Based on the above studies, we can conclude that the existing research is deficient in two aspects. Firstly, the current research considers a single factor, while the battery swapping scheduling of electric taxis needs to consider many factors such as the order demand around BSSs after battery swapping [19,20]. Secondly, most of the existing research rarely considers the relevant influence between the internal battery swapping behaviour of electric taxis and lacks a large-scale synergy for the whole electric taxi system [21].
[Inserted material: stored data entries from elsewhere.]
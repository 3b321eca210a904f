//! Whiteboard scene model.
//!
//! The element shape follows the Excalidraw file format closely enough that
//! generated documents open in any compatible viewer. Only the fields the
//! layout engine populates are modelled; everything else is left to viewer
//! defaults.

use crate::config::DiagramConfig;
use serde::Serialize;

pub const SCENE_TYPE: &str = "excalidraw";
pub const SCENE_VERSION: u32 = 2;
pub const SCENE_SOURCE: &str = "plankton";

#[derive(Debug, Clone, Copy, PartialEq, Eq, Serialize)]
#[serde(rename_all = "lowercase")]
pub enum ElementKind {
    Rectangle,
    Ellipse,
    Text,
    Arrow,
}

/// Arrow endpoint attachment. The bound shape records the arrow id in its
/// `boundElements` in return; the factory keeps the two sides consistent.
#[derive(Debug, Clone, PartialEq, Serialize)]
#[serde(rename_all = "camelCase")]
pub struct ArrowBinding {
    pub element_id: String,
    pub focus: f64,
    pub gap: f64,
}

#[derive(Debug, Clone, PartialEq, Serialize)]
pub struct BoundElement {
    pub id: String,
    #[serde(rename = "type")]
    pub kind: ElementKind,
}

#[derive(Debug, Clone, Copy, PartialEq, Eq, Serialize)]
pub struct Roundness {
    #[serde(rename = "type")]
    pub kind: u8,
}

#[derive(Debug, Clone, PartialEq, Serialize)]
#[serde(rename_all = "camelCase")]
pub struct Element {
    pub id: String,
    #[serde(rename = "type")]
    pub kind: ElementKind,
    pub x: f64,
    pub y: f64,
    pub width: f64,
    pub height: f64,
    pub angle: f64,
    pub stroke_color: String,
    pub background_color: String,
    pub fill_style: String,
    pub stroke_width: f64,
    pub stroke_style: String,
    pub roughness: u8,
    pub opacity: f64,
    pub group_ids: Vec<String>,
    pub frame_id: Option<String>,
    pub roundness: Option<Roundness>,
    pub seed: u64,
    pub version: u64,
    pub is_deleted: bool,
    pub bound_elements: Vec<BoundElement>,
    pub locked: bool,
    #[serde(skip_serializing_if = "Option::is_none")]
    pub text: Option<String>,
    #[serde(skip_serializing_if = "Option::is_none")]
    pub font_size: Option<f64>,
    #[serde(skip_serializing_if = "Option::is_none")]
    pub font_family: Option<u8>,
    #[serde(skip_serializing_if = "Option::is_none")]
    pub text_align: Option<String>,
    #[serde(skip_serializing_if = "Option::is_none")]
    pub vertical_align: Option<String>,
    #[serde(skip_serializing_if = "Option::is_none")]
    pub points: Option<Vec<[f64; 2]>>,
    #[serde(skip_serializing_if = "Option::is_none")]
    pub start_binding: Option<ArrowBinding>,
    #[serde(skip_serializing_if = "Option::is_none")]
    pub end_binding: Option<ArrowBinding>,
    #[serde(skip_serializing_if = "Option::is_none")]
    pub start_arrowhead: Option<String>,
    #[serde(skip_serializing_if = "Option::is_none")]
    pub end_arrowhead: Option<String>,
}

#[derive(Debug, Clone, PartialEq, Serialize)]
#[serde(rename_all = "camelCase")]
pub struct AppState {
    pub view_background_color: String,
    pub grid_size: Option<u32>,
}

/// The document envelope consumers load into a whiteboard viewer.
#[derive(Debug, Clone, PartialEq, Serialize)]
pub struct SceneDocument {
    #[serde(rename = "type")]
    pub kind: String,
    pub version: u32,
    pub source: String,
    pub elements: Vec<Element>,
    #[serde(rename = "appState")]
    pub app_state: AppState,
}

impl SceneDocument {
    pub fn from_elements(elements: Vec<Element>, config: &DiagramConfig) -> Self {
        Self {
            kind: SCENE_TYPE.to_string(),
            version: SCENE_VERSION,
            source: SCENE_SOURCE.to_string(),
            elements,
            app_state: AppState {
                view_background_color: config.background_color.clone(),
                grid_size: None,
            },
        }
    }

    /// The empty-but-valid document produced for empty input.
    pub fn empty(config: &DiagramConfig) -> Self {
        Self::from_elements(Vec::new(), config)
    }
}
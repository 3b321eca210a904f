//! Pure geometry helpers for arrow fans and ellipse attachment.

pub type Unit = euclid::UnknownUnit;

pub type Point = euclid::Point2D<f64, Unit>;
pub type Size = euclid::Size2D<f64, Unit>;

pub fn point(x: f64, y: f64) -> Point {
    euclid::point2(x, y)
}

/// Fan-outs above this collapse to a `first few … last few` summary.
pub const ELLIPSIS_THRESHOLD: usize = 8;

/// Arrows kept on each side of a collapsed fan.
const ELLIPSIS_KEEP: usize = 2;

/// Preferred intra-cluster spacing for a collapsed fan, in pixels.
const CLUSTER_GAP: f64 = 14.0;

/// Fraction of an edge reserved for arrow attachment when corners must stay
/// clear.
const CENTRAL_BAND: f64 = 0.6;

/// Distributes `n` x-positions across `[left, right]`: none, the midpoint,
/// the two endpoints, or an even spread.
pub fn distribute_points(n: usize, left: f64, right: f64) -> Vec<f64> {
    match n {
        0 => Vec::new(),
        1 => vec![(left + right) / 2.0],
        2 => vec![left, right],
        _ => {
            let step = (right - left) / (n - 1) as f64;
            (0..n).map(|i| left + step * i as f64).collect()
        }
    }
}

/// Shrinks `[left, right]` to its central band.
pub fn central_band(left: f64, right: f64) -> (f64, f64) {
    let margin = (right - left) * (1.0 - CENTRAL_BAND) / 2.0;
    (left + margin, right - margin)
}

/// Distributes `n` positions inside the central band of `[left, right]`,
/// keeping arrows away from box corners.
pub fn distribute_in_band(n: usize, left: f64, right: f64) -> Vec<f64> {
    let (l, r) = central_band(left, right);
    distribute_points(n, l, r)
}

/// A possibly collapsed arrow fan. `full_count` is always the true
/// cardinality; `positions` is what gets rendered.
#[derive(Debug, Clone, PartialEq)]
pub struct ArrowFan {
    pub positions: Vec<f64>,
    pub ellipsis_at: Option<f64>,
    pub full_count: usize,
}

impl ArrowFan {
    pub fn rendered(&self) -> usize {
        self.positions.len()
    }
}

/// Splits a fan of `n` arrows over the central band of `[left, right]`.
/// Small fans keep every arrow; larger fans keep two per side with a single
/// ellipsis glyph centered between the clusters. Cluster members sit
/// `CLUSTER_GAP` apart when the half-band allows it, else spread
/// proportionally.
pub fn ellipsis_split(n: usize, left: f64, right: f64) -> ArrowFan {
    let (l, r) = central_band(left, right);
    if n <= ELLIPSIS_THRESHOLD {
        return ArrowFan {
            positions: distribute_points(n, l, r),
            ellipsis_at: None,
            full_count: n,
        };
    }

    let mid = (l + r) / 2.0;
    let half = (mid - l).max(0.0);
    let wanted = CLUSTER_GAP * (ELLIPSIS_KEEP - 1) as f64;
    // Leave the quarter of the half-band next to the glyph empty.
    let gap = if wanted <= half * 0.75 {
        CLUSTER_GAP
    } else {
        half * 0.75 / (ELLIPSIS_KEEP - 1).max(1) as f64
    };

    let mut positions = Vec::with_capacity(ELLIPSIS_KEEP * 2);
    for i in 0..ELLIPSIS_KEEP {
        positions.push(l + gap * i as f64);
    }
    for i in (0..ELLIPSIS_KEEP).rev() {
        positions.push(r - gap * i as f64);
    }

    ArrowFan {
        positions,
        ellipsis_at: Some(mid),
        full_count: n,
    }
}

/// Where the ray from `from` toward the center of an ellipse crosses its
/// boundary. Derived from the implicit equation: scaling the center-relative
/// vector by `1/sqrt((dx/a)^2 + (dy/b)^2)` lands on the boundary.
pub fn ellipse_edge_intersection(from: Point, center: Point, width: f64, height: f64) -> Point {
    let a = width / 2.0;
    let b = height / 2.0;
    if a <= 0.0 || b <= 0.0 {
        return center;
    }
    let dx = from.x - center.x;
    let dy = from.y - center.y;
    let k = (dx / a).powi(2) + (dy / b).powi(2);
    if k <= f64::EPSILON {
        return center;
    }
    let scale = 1.0 / k.sqrt();
    point(center.x + dx * scale, center.y + dy * scale)
}

#[cfg(test)]
mod tests {
    use super::*;

    #[test]
    fn distributes_edge_cases() {
        assert!(distribute_points(0, 0.0, 100.0).is_empty());
        assert_eq!(distribute_points(1, 0.0, 100.0), vec![50.0]);
        assert_eq!(distribute_points(2, 0.0, 100.0), vec![0.0, 100.0]);
        assert_eq!(
            distribute_points(5, 0.0, 100.0),
            vec![0.0, 25.0, 50.0, 75.0, 100.0]
        );
    }

    #[test]
    fn central_band_trims_both_sides() {
        let (l, r) = central_band(0.0, 200.0);
        assert_eq!(l, 40.0);
        assert_eq!(r, 160.0);
    }

    #[test]
    fn small_fans_do_not_collapse() {
        let fan = ellipsis_split(8, 0.0, 200.0);
        assert_eq!(fan.rendered(), 8);
        assert_eq!(fan.full_count, 8);
        assert!(fan.ellipsis_at.is_none());
    }

    #[test]
    fn large_fans_keep_two_per_side() {
        let fan = ellipsis_split(40, 0.0, 200.0);
        assert_eq!(fan.rendered(), 4);
        assert_eq!(fan.full_count, 40);
        let mid = fan.ellipsis_at.expect("glyph position");
        assert!(fan.positions[1] < mid && mid < fan.positions[2]);
        let gap = fan.positions[1] - fan.positions[0];
        assert!((gap - 14.0).abs() < 1e-9);
    }

    #[test]
    fn narrow_fans_fall_back_to_proportional_gaps() {
        let fan = ellipsis_split(20, 0.0, 20.0);
        assert_eq!(fan.rendered(), 4);
        let gap = fan.positions[1] - fan.positions[0];
        assert!(gap > 0.0 && gap < 14.0);
    }

    #[test]
    fn ellipse_intersections_on_axes() {
        let center = point(0.0, 0.0);
        let hit = ellipse_edge_intersection(point(0.0, -100.0), center, 80.0, 40.0);
        assert!((hit.x - 0.0).abs() < 1e-9);
        assert!((hit.y + 20.0).abs() < 1e-9);

        let hit = ellipse_edge_intersection(point(200.0, 0.0), center, 80.0, 40.0);
        assert!((hit.x - 40.0).abs() < 1e-9);
        assert!((hit.y - 0.0).abs() < 1e-9);
    }

    #[test]
    fn ellipse_intersection_degenerates_to_center() {
        let center = point(10.0, 10.0);
        assert_eq!(
            ellipse_edge_intersection(center, center, 80.0, 40.0),
            center
        );
    }
}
3. Problem Description and Analysis

Electric taxis constantly consume battery energy during operation. When the battery level of an electric taxi falls below a certain threshold, it will withdraw from service and generate a request for battery swapping to a BSS. For an electric taxi with a battery swapping request, there may be multiple options for a BSS, which requires station selection and route planning. After selecting and arriving at a BSS, the electric taxi has to wait in queue until performing battery swapping. Once the battery swapping is complete, the electric taxi leaves the BSS and resumes its service status.
We consider the potential expense of an electric taxi due to battery swapping. The factors that need to be considered in selecting BSSs include driving duration before battery swapping, queuing duration, and operating duration during battery swapping, and cruising duration after battery swapping. These are defined below.
  • Driving duration before battery swapping: When an electric taxi goes to a BSS, the travel duration refers to the time it takes to reach the target BSS from its current location; this would be influenced by the real-time traffic condition on the road.
  • Queuing duration during battery swapping: When an electric taxi reaches a BSS, the queuing duration refers to the queuing time it takes to wait the battery swapping.
  • Operating duration during battery swapping: When an electric taxi begins battery swapping at the BSS, the operating duration refers to the time from the beginning to the end of the battery swapping operation.
  • Cruising duration after battery swapping: The demand heat for rides near the BSS would affect the taxi’s cruising time after battery swapping. The cruising duration is defined as the time it takes to pick up an order after it leaves the BSS.
As can be seen, the driving duration before battery swapping mainly depends on the distance between the taxi and the BSS. The queuing duration during battery swapping depends mainly on the size of the battery swapping demand at the BSS. The size of the battery swapping demand varies significantly from one BSS to another. Taking Beijing city as an example, Figure 2 counts the average daily number of completed swappings at each of the BSSs operated by Aulton company. Each BSS is represented by a pillar, and the higher the pillar, the redder the color, which means the average daily number of completed swappings is higher. As can be seen, the highest number of power changes is at Fengtai Beijing South Station, Chaoyang Suyuanqiao D Station, Fengtai Majiapu Station, Fengtai Liuliqiao Station and Chaoyang Jingwangjiayuan D Station, and the highest number of battery swapping is at Dongcheng Anzhenli Station, with 219 swappings per day.
The cruising duration after battery swapping is directly related to the demand heat for rides in the vicinity of the BSS, which affects the time it takes for a taxi to pick up orders after battery swapping. In practice, the demand for taxi rides varies greatly from BSS to BSS, so this can have a significant impact on the battery swapping scheduling of electric taxis. We counted the number of orders within a 3 km radius, centred on the BSSs operated by Aulton company in Beijing, as shown in Figure 3. In Figure 3, the larger the area of the circle indicates the higher the demand around the BSS. As can be seen, the demand for taxi rides varies greatly from BSS to BSS.
This study considers the problem of battery swapping scheduling for an electric taxi system in a city. From the perspective of an urban electric taxi system, there will be multiple taxis generating a demand for battery swapping at the same moment in time, and the battery swapping scheduling between different taxis will affect each other. For example, if multiple taxis visit the same BSS at the same moment, the queuing duration for these taxis could be significantly longer. This therefore requires a joint scheduling of all taxis requiring battery swapping within the whole system. The objective of this study is to jointly schedule all the electric taxis for battery swapping and to recommend the most suitable BSS for each electric taxi, so as to minimize the total expenses due to battery swapping of the whole system.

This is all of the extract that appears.